What led me from working with the poorest of the poor to the wealthiest people in the world? On a basic level, the common thread was finance. But during the heartbreaking decision to leave Rwanda and Kiva in order to work in Santa Barbara with Independent Means and Camp Start-Up, I have realized the end goals of these organizations are, in fact, the same. Regardless of where we fall on the economic spectrum, we are all trying to utilize our resources, opportunities, and hopes in the best ways possible—to make a better world for ourselves and others.

Visiting a group of client borrowers (and trying to not be so tall!)

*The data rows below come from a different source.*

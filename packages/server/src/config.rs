//! Server configuration.

use crate::{
    domain::DEFAULT_HISTORY_LIMIT,
    usecase::HubOptions,
};

/// Settings for one server process.
#[derive(Debug, Clone)]
pub struct ServerConfig {
    pub host: String,
    pub port: u16,
    /// Messages kept per room.
    pub history_limit: usize,
    pub hub: HubOptions,
}

impl Default for ServerConfig {
    fn default() -> Self {
        Self {
            host: "127.0.0.1".to_string(),
            port: 8080,
            history_limit: DEFAULT_HISTORY_LIMIT,
            hub: HubOptions::default(),
        }
    }
}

When it comes to capital, the lesson I learn over and over is that it’s not just about the money. Yes, some form of capital is needed to propel us forward, but that can be in the form of human, social, intellectual, or financial capital. This idea is at the core of the microfinance model. No collateral? Tap into your social capital and band together with your friends and neighbors to qualify for a group loan.
But it is also at the heart of managing abundance. Have a few hundred million dollars at your disposal? Tap your intellectual and human capital to make sure you use it wisely and make real impact. Leverage your education to handle the extreme responsibilities and expectations of wealth; count on family and friends and be deeply conscious of your values as you make choices and decisions that will affect the stewardship of your resources—and your potential to actually change the world.

Happy and hopeful kids. Guess which one probably hadn’t seen a camera before…
I can’t reasonably say that the clients I work with in Dubai or Santa Barbara face challenges equal to those in Rwanda. The issue of feeding your family is more imminent and the consequences more dire than the issue of managing your funds well for the next generation. However, the strategies we use to tackle our issues, and the dreams we have for ourselves and our children, are eerily similar across the globe. In the end, I believe we are bound together by the shared qualities of compassion for one another, a willingness to leverage resources for a successful life, and a sustaining hope for the future.
It turned out that the values that got me to Rwanda (a desire to make a difference and impact the world) have helped me link two worlds that are usually held as mutually exclusive: the world of scarcity and the world of abundance. IMI’s culture and commitment to helping young people find purpose and meaning in the process of becoming financially independent make Camp Start-Up/Silicon Valley a great environment for inspiring and educating the next generation. Our mission is to teach teens how to manage, invest, and leverage their money and resources. But, the teens we work with want more than that. This partnership with Kiva brings to light the importance of global citizenship, socially responsible start-ups, and the many faces of an entrepreneur. I believe that this integration of financial intelligence and passionate commitment makes this years camp a place where the teens, staff, and volunteer mentors can be inspired, and excited about the possibilities of the future.
Every day I realize a new overlap between the missions of Independent Means and Kiva, and it gives me hope that the lines between non-profit and for-profit will blur as intention and purpose starts to play a bigger role in the way we run our companies and our lives. I hope this partnership between the two organizations is the beginning of many future collaborations as we do our part in making the world better, no matter how far apart our strategy and approach.